Предлагаю сопоставить консервативную подоплеку некоторых эссе Чорана, его презрительную трактовку феномена беспочвенности с положительным, при всей иронии, отношением к мятежу в эссе “Думать наперекор себе”, которое заканчивается следующей репликой: “С тех пор, как Абсолют соотносится со смыслом, пестовать который мы не в силах, нам остается отдаться на волю бунта - в надежде, что рано или поздно он обратится против себя самого и против нас”... Чоран явно не может сдержать восхищения перед всем необычным, своенравным, доходящим до края. Один из примеров здесь необычный, своенравный аскетизм великих западных мистиков. Другой - ресурс крайностей из обихода выдающихся безумцев. “Мы черпаем жизненные силы из кладовых сумасшествия”, - пишет он в “Соблазне существования”. В эссе о мистиках он говорит о “способности человека броситься в водоворот ничем не освященного безумия. В области неведомого можно заходить так же далеко, как святые. Не обязательно пользоваться их средствами: достаточно просто принудить разум как можно дольше молчать”.
От консерваторов в современном смысле слова чорановскую позицию отличает, в первую голову, аристократизм. Ограничусь единственной иллюстрацией его запасов - эссе “По ту сторону романа”, где роман подвергнут красноречивому и убедительному суду за духовную вульгарность, преданность тому, что Чоран называет “низким предназначением”.

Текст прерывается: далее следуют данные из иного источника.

//! Static registration of the sqlite-vec extension.

use std::sync::OnceLock;

use rusqlite::ffi;
use sqlite_vec::sqlite3_vec_init;

use crate::{Error, Result};

static REGISTERED: OnceLock<i32> = OnceLock::new();

/// Make `vec0` available on every connection opened afterwards. Must run
/// before `Connection::open`; later calls are free.
pub(crate) fn register_sqlite_vec() -> Result<()> {
  let rc = *REGISTERED.get_or_init(|| {
    // SAFETY: `sqlite3_vec_init` is the extension entry point compiled into
    // the sqlite-vec crate against the same bundled SQLite; the transmute only
    // restores the signature its Rust declaration omits.
    unsafe {
      ffi::sqlite3_auto_extension(Some(std::mem::transmute(sqlite3_vec_init as *const ())))
    }
  });
  if rc == ffi::SQLITE_OK { Ok(()) } else { Err(Error::Extension(rc)) }
}
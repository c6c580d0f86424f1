//! The blob store abstraction: where uploaded PDF bytes live.

use std::{fmt, future::Future};

use bytes::Bytes;
use serde::{Deserialize, Serialize};
use uuid::Uuid;

use crate::{Error, Result, document::UserId};

// ─── BlobPath ────────────────────────────────────────────────────────────────

/// A relative, `/`-separated key inside the blob store.
///
/// Never absolute and never contains `.` or `..` segments, so backends can map
/// it onto a filesystem or bucket without escaping their root.
#[derive(Debug, Clone, PartialEq, Eq, Hash, Serialize, Deserialize)]
#[serde(try_from = "String", into = "String")]
pub struct BlobPath(String);

impl BlobPath {
  pub fn new(path: impl Into<String>) -> Result<Self> {
    let path = path.into();
    let valid = !path.is_empty()
      && !path.starts_with('/')
      && !path.contains('\\')
      && path
        .split('/')
        .all(|seg| !seg.is_empty() && seg != "." && seg != "..");
    if valid { Ok(Self(path)) } else { Err(Error::InvalidBlobPath(path)) }
  }

  /// `users/{user_id}/files/{document_id}`, the layout every upload uses.
  pub fn for_document(user: &UserId, document_id: Uuid) -> Self {
    Self(format!("users/{user}/files/{}", document_id.hyphenated()))
  }

  pub fn as_str(&self) -> &str { &self.0 }

  pub fn segments(&self) -> impl Iterator<Item = &str> { self.0.split('/') }
}

impl fmt::Display for BlobPath {
  fn fmt(&self, f: &mut fmt::Formatter<'_>) -> fmt::Result {
    f.write_str(&self.0)
  }
}

impl TryFrom<String> for BlobPath {
  type Error = Error;

  fn try_from(value: String) -> Result<Self> { Self::new(value) }
}

impl From<BlobPath> for String {
  fn from(p: BlobPath) -> Self { p.0 }
}

// ─── Trait ───────────────────────────────────────────────────────────────────

/// Object storage for uploaded files.
///
/// Uploads are written in chunks so callers can report progress; a blob only
/// becomes readable once [`BlobStore::finish`] succeeds.
pub trait BlobStore: Send + Sync {
  type Error: std::error::Error + Send + Sync + 'static;

  /// Write `bytes` at `offset` of a pending upload. Offset 0 discards any
  /// previous pending data for `path`.
  fn write_chunk<'a>(
    &'a self,
    path: &'a BlobPath,
    offset: u64,
    bytes: Bytes,
  ) -> impl Future<Output = Result<(), Self::Error>> + Send + 'a;

  /// Publish the pending upload and return its download URL.
  fn finish<'a>(
    &'a self,
    path: &'a BlobPath,
  ) -> impl Future<Output = Result<String, Self::Error>> + Send + 'a;

  /// Read a published blob. Returns `None` if absent.
  fn read<'a>(
    &'a self,
    path: &'a BlobPath,
  ) -> impl Future<Output = Result<Option<Bytes>, Self::Error>> + Send + 'a;

  /// Delete a blob and any pending upload for it. Deleting a missing blob is
  /// not an error.
  fn delete<'a>(
    &'a self,
    path: &'a BlobPath,
  ) -> impl Future<Output = Result<(), Self::Error>> + Send + 'a;
}

#[cfg(test)]
mod tests {
  use super::*;

  #[test]
  fn blob_path_validation() {
    assert!(BlobPath::new("users/a/files/b").is_ok());
    assert!(BlobPath::new("").is_err());
    assert!(BlobPath::new("/etc/passwd").is_err());
    assert!(BlobPath::new("users/../secret").is_err());
    assert!(BlobPath::new("users//files").is_err());
    assert!(BlobPath::new("users\\files").is_err());
  }

  #[test]
  fn document_layout() {
    let user = UserId::new("user_1").unwrap();
    let id = Uuid::nil();
    assert_eq!(
      BlobPath::for_document(&user, id).as_str(),
      "users/user_1/files/00000000-0000-0000-0000-000000000000"
    );
  }
}
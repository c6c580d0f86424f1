//! The `DocumentStore` trait: users, document metadata, and chat messages.
//!
//! Implemented by storage backends (e.g. `quire-store-sqlite`). The pipeline
//! and API crates depend on this abstraction, not on any concrete backend.
//! Every document-scoped call takes the owning [`UserId`]; a document that
//! belongs to someone else is indistinguishable from a missing one.

use std::future::Future;

use uuid::Uuid;

use crate::{
  document::{Document, NewDocument, User, UserId},
  message::{Message, MessageOrder, NewMessage, Role},
};

/// Abstraction over a quire metadata store backend.
///
/// Single-record writes are atomic; nothing spans records. All methods return
/// `Send` futures so the trait can be used from axum handlers.
pub trait DocumentStore: Send + Sync {
  type Error: std::error::Error + Send + Sync + 'static;

  // ── Users ─────────────────────────────────────────────────────────────

  /// Create the user record if it does not exist yet and return it.
  /// Existing records are returned unchanged.
  fn upsert_user<'a>(
    &'a self,
    user: &'a UserId,
  ) -> impl Future<Output = Result<User, Self::Error>> + Send + 'a;

  /// Retrieve a user. Returns `None` if the user has never been seen.
  fn get_user<'a>(
    &'a self,
    user: &'a UserId,
  ) -> impl Future<Output = Result<Option<User>, Self::Error>> + Send + 'a;

  /// Record the billing provider's view of the subscription, creating the
  /// user record if needed.
  fn set_membership<'a>(
    &'a self,
    user: &'a UserId,
    active: bool,
  ) -> impl Future<Output = Result<User, Self::Error>> + Send + 'a;

  // ── Documents ─────────────────────────────────────────────────────────

  /// Persist a new document record. `created_at` is set by the store.
  fn create_document(
    &self,
    input: NewDocument,
  ) -> impl Future<Output = Result<Document, Self::Error>> + Send + '_;

  fn get_document<'a>(
    &'a self,
    user: &'a UserId,
    document_id: Uuid,
  ) -> impl Future<Output = Result<Option<Document>, Self::Error>> + Send + 'a;

  /// All of a user's documents, newest first.
  fn list_documents<'a>(
    &'a self,
    user: &'a UserId,
  ) -> impl Future<Output = Result<Vec<Document>, Self::Error>> + Send + 'a;

  fn count_documents<'a>(
    &'a self,
    user: &'a UserId,
  ) -> impl Future<Output = Result<u64, Self::Error>> + Send + 'a;

  /// Delete a document record together with its messages.
  /// Returns `false` if there was nothing to delete.
  fn delete_document<'a>(
    &'a self,
    user: &'a UserId,
    document_id: Uuid,
  ) -> impl Future<Output = Result<bool, Self::Error>> + Send + 'a;

  // ── Messages ──────────────────────────────────────────────────────────

  /// Append a message to a document's chat. Returns `None` if the document
  /// does not exist for `user`.
  fn append_message<'a>(
    &'a self,
    user: &'a UserId,
    document_id: Uuid,
    input: NewMessage,
  ) -> impl Future<Output = Result<Option<Message>, Self::Error>> + Send + 'a;

  /// A document's chat in the requested order, optionally truncated to the
  /// first `limit` messages of that order.
  fn list_messages<'a>(
    &'a self,
    user: &'a UserId,
    document_id: Uuid,
    order: MessageOrder,
    limit: Option<usize>,
  ) -> impl Future<Output = Result<Vec<Message>, Self::Error>> + Send + 'a;

  /// Number of messages in a document's chat, optionally restricted to one
  /// role.
  fn count_messages<'a>(
    &'a self,
    user: &'a UserId,
    document_id: Uuid,
    role: Option<Role>,
  ) -> impl Future<Output = Result<u64, Self::Error>> + Send + 'a;
}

Через все написанное Чораном проходит проблема безупречногодуховного вкуса. Уход от всего вульгарного, от всякого разжижения собственного “я” - предпосылка, без которой невозможен тяжелейший двойной труд самосохранения личности, которую необходимо и во всей полноте утвердить и, вместе с тем, преодолеть. Чоран берет под защиту даже такое чувство, как жалость к себе: тот, кто не признается в своих печалях, отсекая их от своего существа и лишая голоса, кто отказывает себе в праве жаловаться и стенать, - тот “разрывает связь с собственной жизнью, превращая ее в посторонний предмет”.